Figure 4: Considering the Impact of Research Stance. Image description: a screenshot of a prompt given to students. It reads, “Research Stance Now that you’ve garnered a good understanding of the research process, ethical questions to consider when conducting research, your own research habits and evaluation methods, and crafted a collage to describe your research passions, it’s time to develop a research stance. Your research stance is a statement that you abide by as you engage in any kind of research. From the posts you see on Instagram to the articles you’re assigned in your courses, how do you intend to approach research through an ethical and ecological framework, in line with Phillips and Milner. As an example, my research stance might read something like the following: ‘When I conduct research I will intentionally seek out diverse perspectives, check my sources for accuracy, and consider who is impacted by my research. To enact these principles, I will read more than two sources on a topic, I will look at how an author’s positionality/standpoint might impact the research agenda, and I will consider the larger sociopolitical and sociocultural impact the research may have.’”

In my class, I continually asked students to reflect on their positionality and situated knowledge; we engaged in various reflective and embodied writing assignments that asked students to consider their values and how their positionality may influence those values. I also encouraged students to think deeply about the kind of content they watch, read, and hear throughout the day, noting how that content influences their beliefs and knowledge. One of the first major assignments that students completed was a strategic reflection. The assignment asked students to think about their positionality and how their identity and experiences may influence their way of seeing the world. To prepare students to write their strategic reflection, I designed various lessons that defined positionality and standpoint while asking students to respond to reflective writing prompts about their lived experiences, identity, and values to better understand how they assess information. I framed this assignment through Milner and Phillips’s conception of a “you are here” sticker that would enable students to more critically consider new information they encounter in light of the information and knowledge they already possess. I provided students with guided free write prompts, as reflected in the image provided, to help students build their “you are here” framework.  

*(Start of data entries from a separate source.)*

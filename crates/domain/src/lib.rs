//! Shared domain types for the Switchboard agent server.
//!
//! Everything here is provider- and transport-agnostic: messages, stream
//! events, token records, tool shapes, the shared error type, and the
//! configuration tree. Higher crates (events, providers, context, tools,
//! gateway) depend on this one and never on each other's internals.

pub mod config;
pub mod error;
pub mod message;
pub mod stream;
pub mod todo;
pub mod tokens;
pub mod tool;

While drawing students’ attention to how their emotions, positionality, and situated knowledge influence the interpretation of polluted information, I also discussed ecological considerations of interdependence with students. To do so, I incorporated a conversation around Sandra Harding’s standpoint theory to reinforce ways of considering how students are positioned in the world and how that positioning “directly influences what’s visible to that person, which in turn directly influences what they know” (Phillips and Milner 20). With this in mind, I asked students to consider what kinds of frames they hold based on their standpoint, paying particular attention to the ways race, gender, sexuality, class, and disability might influence the kinds of frames that students believe to be true. We then expanded the discussion to consider how systems of power and oppression play a role in constructing these frames, drawing attention to the broader material-discursive and historical frames that shape how disinformation and misinformation are interpreted and supported. This attention to broader context especially helps students to understand how individual actors function within a larger interdependent web of networked human and more-than-human relationships.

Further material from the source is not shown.